Problem details:
Only the lines below starting at the one containing "fn required<T>(value: Option<T>, field: &str)" and ending at the one containing "let paid_amount = Amount::from_json(&raw_amount).map_err(|_|" belong in the answer, each copied exactly.

Data extracts Start Marker

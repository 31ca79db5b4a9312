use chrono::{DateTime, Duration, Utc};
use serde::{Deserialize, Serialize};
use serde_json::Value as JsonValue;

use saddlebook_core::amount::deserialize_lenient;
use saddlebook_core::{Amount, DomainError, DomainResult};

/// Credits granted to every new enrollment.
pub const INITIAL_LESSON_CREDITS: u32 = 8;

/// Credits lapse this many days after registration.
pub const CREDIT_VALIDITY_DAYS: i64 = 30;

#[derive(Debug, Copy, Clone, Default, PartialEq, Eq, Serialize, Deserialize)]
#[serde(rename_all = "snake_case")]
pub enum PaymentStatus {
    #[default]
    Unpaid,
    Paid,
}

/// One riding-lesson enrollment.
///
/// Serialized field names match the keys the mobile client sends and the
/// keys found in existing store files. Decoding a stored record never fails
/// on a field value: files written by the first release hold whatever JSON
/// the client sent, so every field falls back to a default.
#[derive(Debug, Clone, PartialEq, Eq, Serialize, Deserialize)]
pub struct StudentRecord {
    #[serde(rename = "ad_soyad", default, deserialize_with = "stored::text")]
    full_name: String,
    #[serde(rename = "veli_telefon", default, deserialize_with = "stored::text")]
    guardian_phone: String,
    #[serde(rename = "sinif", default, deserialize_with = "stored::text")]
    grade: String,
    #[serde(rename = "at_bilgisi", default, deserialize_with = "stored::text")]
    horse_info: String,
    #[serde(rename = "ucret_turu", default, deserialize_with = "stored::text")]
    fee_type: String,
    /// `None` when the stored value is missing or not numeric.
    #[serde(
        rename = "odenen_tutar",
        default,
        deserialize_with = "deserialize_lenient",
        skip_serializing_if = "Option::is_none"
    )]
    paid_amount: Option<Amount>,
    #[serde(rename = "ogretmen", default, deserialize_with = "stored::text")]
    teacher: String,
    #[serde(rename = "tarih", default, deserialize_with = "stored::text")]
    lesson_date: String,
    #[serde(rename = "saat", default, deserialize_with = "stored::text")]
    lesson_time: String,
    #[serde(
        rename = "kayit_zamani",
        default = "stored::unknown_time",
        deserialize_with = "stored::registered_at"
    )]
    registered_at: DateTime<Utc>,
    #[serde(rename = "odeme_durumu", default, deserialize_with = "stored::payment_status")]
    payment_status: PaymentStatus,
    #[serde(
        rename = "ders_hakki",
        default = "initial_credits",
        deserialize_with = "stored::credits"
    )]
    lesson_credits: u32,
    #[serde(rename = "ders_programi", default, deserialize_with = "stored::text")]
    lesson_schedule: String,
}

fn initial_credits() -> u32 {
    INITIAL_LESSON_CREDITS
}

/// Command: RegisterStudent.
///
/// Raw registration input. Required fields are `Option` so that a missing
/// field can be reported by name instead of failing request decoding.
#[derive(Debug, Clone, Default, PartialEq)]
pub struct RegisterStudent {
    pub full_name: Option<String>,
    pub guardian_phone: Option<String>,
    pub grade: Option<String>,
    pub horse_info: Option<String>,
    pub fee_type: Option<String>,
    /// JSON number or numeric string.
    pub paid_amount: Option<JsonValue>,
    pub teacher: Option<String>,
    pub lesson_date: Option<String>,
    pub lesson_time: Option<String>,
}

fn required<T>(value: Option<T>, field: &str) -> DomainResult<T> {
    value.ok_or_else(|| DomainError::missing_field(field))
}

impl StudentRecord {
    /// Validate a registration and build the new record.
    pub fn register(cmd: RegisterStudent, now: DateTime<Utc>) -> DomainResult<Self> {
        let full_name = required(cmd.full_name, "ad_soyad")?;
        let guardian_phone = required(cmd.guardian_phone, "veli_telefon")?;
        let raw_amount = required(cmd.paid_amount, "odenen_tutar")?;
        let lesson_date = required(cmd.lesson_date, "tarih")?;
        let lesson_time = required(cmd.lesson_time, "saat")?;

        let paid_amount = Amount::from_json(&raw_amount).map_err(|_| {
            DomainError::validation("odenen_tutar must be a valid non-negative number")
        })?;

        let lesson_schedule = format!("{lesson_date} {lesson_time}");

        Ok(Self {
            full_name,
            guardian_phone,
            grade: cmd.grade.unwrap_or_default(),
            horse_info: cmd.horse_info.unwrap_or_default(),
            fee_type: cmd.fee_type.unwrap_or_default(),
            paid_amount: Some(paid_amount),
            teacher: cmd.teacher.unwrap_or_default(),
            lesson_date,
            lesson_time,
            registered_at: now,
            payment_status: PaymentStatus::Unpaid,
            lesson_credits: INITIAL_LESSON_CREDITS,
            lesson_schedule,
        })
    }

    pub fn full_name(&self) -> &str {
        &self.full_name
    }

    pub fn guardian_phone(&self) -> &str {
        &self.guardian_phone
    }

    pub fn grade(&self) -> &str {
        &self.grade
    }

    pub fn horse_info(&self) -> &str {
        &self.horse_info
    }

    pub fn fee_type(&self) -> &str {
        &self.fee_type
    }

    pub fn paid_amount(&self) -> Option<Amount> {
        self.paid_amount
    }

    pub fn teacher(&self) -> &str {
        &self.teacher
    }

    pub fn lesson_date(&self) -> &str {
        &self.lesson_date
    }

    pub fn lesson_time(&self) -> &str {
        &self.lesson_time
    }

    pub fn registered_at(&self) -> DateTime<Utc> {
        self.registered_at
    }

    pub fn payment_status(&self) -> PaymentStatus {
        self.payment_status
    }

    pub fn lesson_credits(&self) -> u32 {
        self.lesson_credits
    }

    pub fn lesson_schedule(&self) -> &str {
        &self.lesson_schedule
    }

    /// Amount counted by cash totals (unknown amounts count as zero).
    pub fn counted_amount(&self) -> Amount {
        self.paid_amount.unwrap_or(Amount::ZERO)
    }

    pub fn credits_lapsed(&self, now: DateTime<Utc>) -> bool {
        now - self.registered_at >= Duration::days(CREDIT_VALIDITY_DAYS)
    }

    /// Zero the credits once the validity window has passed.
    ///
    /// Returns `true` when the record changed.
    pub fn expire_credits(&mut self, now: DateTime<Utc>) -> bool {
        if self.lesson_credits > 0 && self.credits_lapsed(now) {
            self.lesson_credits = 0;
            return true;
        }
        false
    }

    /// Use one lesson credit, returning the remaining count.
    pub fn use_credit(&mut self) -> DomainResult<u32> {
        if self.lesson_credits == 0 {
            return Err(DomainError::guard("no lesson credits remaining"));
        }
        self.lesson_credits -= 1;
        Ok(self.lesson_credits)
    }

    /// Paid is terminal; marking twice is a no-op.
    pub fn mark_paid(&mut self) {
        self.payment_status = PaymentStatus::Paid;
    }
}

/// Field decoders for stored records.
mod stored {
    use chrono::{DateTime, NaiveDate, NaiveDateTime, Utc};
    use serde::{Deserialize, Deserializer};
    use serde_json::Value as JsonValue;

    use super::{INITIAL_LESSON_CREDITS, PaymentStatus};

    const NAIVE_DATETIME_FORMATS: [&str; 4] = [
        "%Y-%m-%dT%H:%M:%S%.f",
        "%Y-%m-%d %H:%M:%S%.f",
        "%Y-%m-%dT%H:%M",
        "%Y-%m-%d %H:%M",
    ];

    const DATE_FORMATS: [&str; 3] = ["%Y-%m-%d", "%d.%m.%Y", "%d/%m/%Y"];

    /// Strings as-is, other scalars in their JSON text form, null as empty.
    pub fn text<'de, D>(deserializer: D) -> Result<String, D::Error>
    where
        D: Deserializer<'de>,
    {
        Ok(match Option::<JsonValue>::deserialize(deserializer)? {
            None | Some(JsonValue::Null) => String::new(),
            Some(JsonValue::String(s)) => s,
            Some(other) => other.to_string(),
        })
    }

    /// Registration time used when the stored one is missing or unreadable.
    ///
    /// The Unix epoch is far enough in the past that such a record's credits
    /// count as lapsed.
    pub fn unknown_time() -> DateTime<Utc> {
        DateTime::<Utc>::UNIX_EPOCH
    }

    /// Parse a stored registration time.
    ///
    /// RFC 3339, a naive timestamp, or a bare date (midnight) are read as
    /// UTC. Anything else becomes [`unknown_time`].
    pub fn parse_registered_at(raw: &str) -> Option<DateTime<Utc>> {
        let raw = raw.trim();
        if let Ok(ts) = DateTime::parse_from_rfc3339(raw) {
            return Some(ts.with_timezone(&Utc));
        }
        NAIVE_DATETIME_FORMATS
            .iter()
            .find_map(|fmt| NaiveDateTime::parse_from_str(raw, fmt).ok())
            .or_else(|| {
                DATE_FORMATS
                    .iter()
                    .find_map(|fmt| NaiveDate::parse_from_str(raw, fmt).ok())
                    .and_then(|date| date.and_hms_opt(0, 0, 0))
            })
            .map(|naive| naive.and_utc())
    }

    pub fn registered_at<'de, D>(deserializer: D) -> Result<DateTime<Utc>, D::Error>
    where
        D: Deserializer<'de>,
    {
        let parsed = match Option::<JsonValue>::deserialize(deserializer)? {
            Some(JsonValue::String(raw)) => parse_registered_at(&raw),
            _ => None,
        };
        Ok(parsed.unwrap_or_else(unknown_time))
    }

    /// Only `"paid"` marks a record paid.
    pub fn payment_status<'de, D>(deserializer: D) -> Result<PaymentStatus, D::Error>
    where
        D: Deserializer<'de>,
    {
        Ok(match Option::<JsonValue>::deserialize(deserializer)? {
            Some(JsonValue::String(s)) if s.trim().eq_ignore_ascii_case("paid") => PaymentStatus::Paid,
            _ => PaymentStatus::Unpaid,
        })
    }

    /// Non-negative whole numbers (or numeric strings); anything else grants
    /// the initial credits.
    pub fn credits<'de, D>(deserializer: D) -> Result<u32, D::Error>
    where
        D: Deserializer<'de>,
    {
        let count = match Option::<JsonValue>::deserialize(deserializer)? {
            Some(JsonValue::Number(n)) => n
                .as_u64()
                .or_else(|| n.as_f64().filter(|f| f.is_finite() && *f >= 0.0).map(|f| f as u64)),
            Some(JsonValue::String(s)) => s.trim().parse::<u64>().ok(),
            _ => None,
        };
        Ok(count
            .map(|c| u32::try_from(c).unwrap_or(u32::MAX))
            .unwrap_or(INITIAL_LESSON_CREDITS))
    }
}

Data extracts End Marker

Written answer:
fn required<T>(value: Option<T>, field: &str) -> DomainResult<T> {
    value.ok_or_else(|| DomainError::missing_field(field))
}

impl StudentRecord {
    /// Validate a registration and build the new record.
    pub fn register(cmd: RegisterStudent, now: DateTime<Utc>) -> DomainResult<Self> {
        let full_name = required(cmd.full_name, "ad_soyad")?;
        let guardian_phone = required(cmd.guardian_phone, "veli_telefon")?;
        let raw_amount = required(cmd.paid_amount, "odenen_tutar")?;
        let lesson_date = required(cmd.lesson_date, "tarih")?;
        let lesson_time = required(cmd.lesson_time, "saat")?;

        let paid_amount = Amount::from_json(&raw_amount).map_err(|_| {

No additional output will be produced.